(Collected data)
------------
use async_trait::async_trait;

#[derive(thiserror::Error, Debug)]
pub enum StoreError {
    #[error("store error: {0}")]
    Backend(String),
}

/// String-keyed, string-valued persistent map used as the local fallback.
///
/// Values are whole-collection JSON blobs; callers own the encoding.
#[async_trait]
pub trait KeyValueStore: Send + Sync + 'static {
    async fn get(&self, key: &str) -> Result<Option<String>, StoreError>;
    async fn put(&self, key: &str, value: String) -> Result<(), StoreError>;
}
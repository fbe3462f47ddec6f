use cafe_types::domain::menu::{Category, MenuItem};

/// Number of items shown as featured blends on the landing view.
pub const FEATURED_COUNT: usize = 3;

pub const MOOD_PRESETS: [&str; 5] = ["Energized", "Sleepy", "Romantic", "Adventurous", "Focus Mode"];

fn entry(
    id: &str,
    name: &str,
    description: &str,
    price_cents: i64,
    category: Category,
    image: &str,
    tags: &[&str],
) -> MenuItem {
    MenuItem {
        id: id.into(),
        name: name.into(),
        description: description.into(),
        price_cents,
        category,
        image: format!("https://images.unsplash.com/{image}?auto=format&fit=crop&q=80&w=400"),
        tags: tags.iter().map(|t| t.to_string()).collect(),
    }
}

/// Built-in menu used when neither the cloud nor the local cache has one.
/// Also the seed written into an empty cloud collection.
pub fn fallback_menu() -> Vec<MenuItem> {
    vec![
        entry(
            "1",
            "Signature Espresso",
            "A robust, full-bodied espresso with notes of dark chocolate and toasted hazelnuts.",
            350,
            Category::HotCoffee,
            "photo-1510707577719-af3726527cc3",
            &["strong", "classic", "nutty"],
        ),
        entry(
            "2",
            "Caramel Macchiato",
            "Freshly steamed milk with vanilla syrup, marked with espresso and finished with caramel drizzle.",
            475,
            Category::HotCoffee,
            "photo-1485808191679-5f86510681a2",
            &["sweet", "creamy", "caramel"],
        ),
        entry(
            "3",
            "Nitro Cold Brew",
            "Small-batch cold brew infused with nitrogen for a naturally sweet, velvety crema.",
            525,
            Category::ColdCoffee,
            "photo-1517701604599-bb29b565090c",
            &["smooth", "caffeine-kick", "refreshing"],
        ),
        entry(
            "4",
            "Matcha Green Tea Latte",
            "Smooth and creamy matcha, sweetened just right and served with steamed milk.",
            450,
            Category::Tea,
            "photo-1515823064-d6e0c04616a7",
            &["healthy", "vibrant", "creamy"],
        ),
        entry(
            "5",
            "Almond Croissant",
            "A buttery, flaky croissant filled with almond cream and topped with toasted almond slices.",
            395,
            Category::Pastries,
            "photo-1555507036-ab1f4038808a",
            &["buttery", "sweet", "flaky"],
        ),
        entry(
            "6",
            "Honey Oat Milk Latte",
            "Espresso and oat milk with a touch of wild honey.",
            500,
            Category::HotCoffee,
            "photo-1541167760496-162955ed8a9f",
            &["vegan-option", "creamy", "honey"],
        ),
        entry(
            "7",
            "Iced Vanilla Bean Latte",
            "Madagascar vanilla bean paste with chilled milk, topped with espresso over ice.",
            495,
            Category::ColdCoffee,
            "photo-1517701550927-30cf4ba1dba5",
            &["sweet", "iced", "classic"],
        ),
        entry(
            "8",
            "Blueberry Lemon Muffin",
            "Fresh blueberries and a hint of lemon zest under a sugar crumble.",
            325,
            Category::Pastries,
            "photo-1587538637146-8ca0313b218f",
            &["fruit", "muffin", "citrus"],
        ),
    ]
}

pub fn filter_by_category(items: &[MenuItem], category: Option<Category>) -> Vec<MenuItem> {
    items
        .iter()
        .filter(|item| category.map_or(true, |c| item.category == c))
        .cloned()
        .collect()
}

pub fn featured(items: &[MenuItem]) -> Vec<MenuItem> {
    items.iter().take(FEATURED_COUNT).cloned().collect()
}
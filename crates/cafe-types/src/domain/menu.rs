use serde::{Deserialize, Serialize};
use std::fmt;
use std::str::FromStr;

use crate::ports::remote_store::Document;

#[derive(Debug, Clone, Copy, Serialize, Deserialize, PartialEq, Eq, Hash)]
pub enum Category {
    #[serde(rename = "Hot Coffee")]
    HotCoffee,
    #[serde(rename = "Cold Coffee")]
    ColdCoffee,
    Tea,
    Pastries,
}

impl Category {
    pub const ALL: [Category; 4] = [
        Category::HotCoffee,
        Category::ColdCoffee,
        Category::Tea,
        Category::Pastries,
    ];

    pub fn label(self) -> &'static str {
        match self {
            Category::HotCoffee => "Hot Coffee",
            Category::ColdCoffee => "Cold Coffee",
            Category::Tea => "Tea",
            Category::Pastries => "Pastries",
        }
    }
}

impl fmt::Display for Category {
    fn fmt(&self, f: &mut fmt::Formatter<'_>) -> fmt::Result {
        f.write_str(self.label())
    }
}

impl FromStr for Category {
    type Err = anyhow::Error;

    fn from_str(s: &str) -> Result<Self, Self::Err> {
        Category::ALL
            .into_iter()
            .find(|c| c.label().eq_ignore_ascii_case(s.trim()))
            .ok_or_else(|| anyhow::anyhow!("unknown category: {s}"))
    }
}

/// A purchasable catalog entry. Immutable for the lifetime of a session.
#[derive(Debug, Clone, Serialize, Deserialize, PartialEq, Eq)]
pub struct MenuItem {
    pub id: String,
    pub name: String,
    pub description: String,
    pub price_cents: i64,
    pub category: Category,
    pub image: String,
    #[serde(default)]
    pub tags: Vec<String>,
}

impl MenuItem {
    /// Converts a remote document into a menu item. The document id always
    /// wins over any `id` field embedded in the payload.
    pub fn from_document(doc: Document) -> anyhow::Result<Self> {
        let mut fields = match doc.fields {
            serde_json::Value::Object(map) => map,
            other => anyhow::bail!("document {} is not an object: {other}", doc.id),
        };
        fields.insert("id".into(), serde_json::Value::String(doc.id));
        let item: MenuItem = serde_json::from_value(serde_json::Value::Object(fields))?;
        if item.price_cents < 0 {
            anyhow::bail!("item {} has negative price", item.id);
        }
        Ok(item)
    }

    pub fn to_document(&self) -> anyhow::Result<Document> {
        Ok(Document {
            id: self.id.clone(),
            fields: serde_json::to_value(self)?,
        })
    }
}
------------
Your objective
Return the records given above in their entirety, word for word.

Task answer
use async_trait::async_trait;

#[derive(thiserror::Error, Debug)]
pub enum StoreError {
    #[error("store error: {0}")]
    Backend(String),
}

/// String-keyed, string-valued persistent map used as the local fallback.
///
/// Values are whole-collection JSON blobs; callers own the encoding.
#[async_trait]
pub trait KeyValueStore: Send + Sync + 'static {
    async fn get(&self, key: &str) -> Result<Option<String>, StoreError>;
    async fn put(&self, key: &str, value: String) -> Result<(), StoreError>;
}
repository fbe3462f47ddec6f
use cafe_types::domain::menu::{Category, MenuItem};

/// Number of items shown as featured blends on the landing view.
pub const FEATURED_COUNT: usize = 3;

pub const MOOD_PRESETS: [&str; 5] = ["Energized", "Sleepy", "Romantic", "Adventurous", "Focus Mode"];

fn entry(
    id: &str,
    name: &str,
    description: &str,
    price_cents: i64,
    category: Category,
    image: &str,
    tags: &[&str],
) -> MenuItem {
    MenuItem {
        id: id.into(),
        name: name.into(),
        description: description.into(),
        price_cents,
        category,
        image: format!("https://images.unsplash.com/{image}?auto=format&fit=crop&q=80&w=400"),
        tags: tags.iter().map(|t| t.to_string()).collect(),
    }
}

/// Built-in menu used when neither the cloud nor the local cache has one.
/// Also the seed written into an empty cloud collection.
pub fn fallback_menu() -> Vec<MenuItem> {
    vec![
        entry(
            "1",
            "Signature Espresso",
            "A robust, full-bodied espresso with notes of dark chocolate and toasted hazelnuts.",
            350,
            Category::HotCoffee,
            "photo-1510707577719-af3726527cc3",
            &["strong", "classic", "nutty"],
        ),
        entry(
            "2",
            "Caramel Macchiato",
            "Freshly steamed milk with vanilla syrup, marked with espresso and finished with caramel drizzle.",
            475,
            Category::HotCoffee,
            "photo-1485808191679-5f86510681a2",
            &["sweet", "creamy", "caramel"],
        ),
        entry(
            "3",
            "Nitro Cold Brew",
            "Small-batch cold brew infused with nitrogen for a naturally sweet, velvety crema.",
            525,
            Category::ColdCoffee,
            "photo-1517701604599-bb29b565090c",
            &["smooth", "caffeine-kick", "refreshing"],
        ),
        entry(
            "4",
            "Matcha Green Tea Latte",
            "Smooth and creamy matcha, sweetened just right and served with steamed milk.",
            450,
            Category::Tea,
            "photo-1515823064-d6e0c04616a7",
            &["healthy", "vibrant", "creamy"],
        ),
        entry(
            "5",
            "Almond Croissant",
            "A buttery, flaky croissant filled with almond cream and topped with toasted almond slices.",
            395,
            Category::Pastries,
            "photo-1555507036-ab1f4038808a",
            &["buttery", "sweet", "flaky"],
        ),
        entry(
            "6",
            "Honey Oat Milk Latte",
            "Espresso and oat milk with a touch of wild honey.",
            500,
            Category::HotCoffee,
            "photo-1541167760496-162955ed8a9f",
            &["vegan-option", "creamy", "honey"],
        ),
        entry(
            "7",
            "Iced Vanilla Bean Latte",
            "Madagascar vanilla bean paste with chilled milk, topped with espresso over ice.",
            495,
            Category::ColdCoffee,
            "photo-1517701550927-30cf4ba1dba5",
            &["sweet", "iced", "classic"],
        ),
        entry(
            "8",
            "Blueberry Lemon Muffin",
            "Fresh blueberries and a hint of lemon zest under a sugar crumble.",
            325,
            Category::Pastries,
            "photo-1587538637146-8ca0313b218f",
            &["fruit", "muffin", "citrus"],
        ),
    ]
}

pub fn filter_by_category(items: &[MenuItem], category: Option<Category>) -> Vec<MenuItem> {
    items
        .iter()
        .filter(|item| category.map_or(true, |c| item.category == c))
        .cloned()
        .collect()
}

pub fn featured(items: &[MenuItem]) -> Vec<MenuItem> {
    items.iter().take(FEATURED_COUNT).cloned().collect()
}
filename crates/cafe-types/src/domain/menu.rs
use serde::{Deserialize, Serialize};
use std::fmt;
use std::str::FromStr;

use crate::ports::remote_store::Document;

#[derive(Debug, Clone, Copy, Serialize, Deserialize, PartialEq, Eq, Hash)]
pub enum Category {
    #[serde(rename = "Hot Coffee")]
    HotCoffee,
    #[serde(rename = "Cold Coffee")]
    ColdCoffee,
    Tea,
    Pastries,
}

impl Category {
    pub const ALL: [Category; 4] = [
        Category::HotCoffee,
        Category::ColdCoffee,
        Category::Tea,
        Category::Pastries,
    ];

    pub fn label(self) -> &'static str {
        match self {
            Category::HotCoffee => "Hot Coffee",
            Category::ColdCoffee => "Cold Coffee",
            Category::Tea => "Tea",
            Category::Pastries => "Pastries",
        }
    }
}

impl fmt::Display for Category {
    fn fmt(&self, f: &mut fmt::Formatter<'_>) -> fmt::Result {
        f.write_str(self.label())
    }
}

impl FromStr for Category {
    type Err = anyhow::Error;

    fn from_str(s: &str) -> Result<Self, Self::Err> {
        Category::ALL
            .into_iter()
            .find(|c| c.label().eq_ignore_ascii_case(s.trim()))
            .ok_or_else(|| anyhow::anyhow!("unknown category: {s}"))
    }
}

/// A purchasable catalog entry. Immutable for the lifetime of a session.
#[derive(Debug, Clone, Serialize, Deserialize, PartialEq, Eq)]
pub struct MenuItem {
    pub id: String,
    pub name: String,
    pub description: String,
    pub price_cents: i64,
    pub category: Category,
    pub image: String,
    #[serde(default)]
    pub tags: Vec<String>,
}

impl MenuItem {
    /// Converts a remote document into a menu item. The document id always
    /// wins over any `id` field embedded in the payload.
    pub fn from_document(doc: Document) -> anyhow::Result<Self> {
        let mut fields = match doc.fields {
            serde_json::Value::Object(map) => map,
            other => anyhow::bail!("document {} is not an object: {other}", doc.id),
        };
        fields.insert("id".into(), serde_json::Value::String(doc.id));
        let item: MenuItem = serde_json::from_value(serde_json::Value::Object(fields))?;
        if item.price_cents < 0 {
            anyhow::bail!("item {} has negative price", item.id);
        }
        Ok(item)
    }

    pub fn to_document(&self) -> anyhow::Result<Document> {
        Ok(Document {
            id: self.id.clone(),
            fields: serde_json::to_value(self)?,
        })
    }
}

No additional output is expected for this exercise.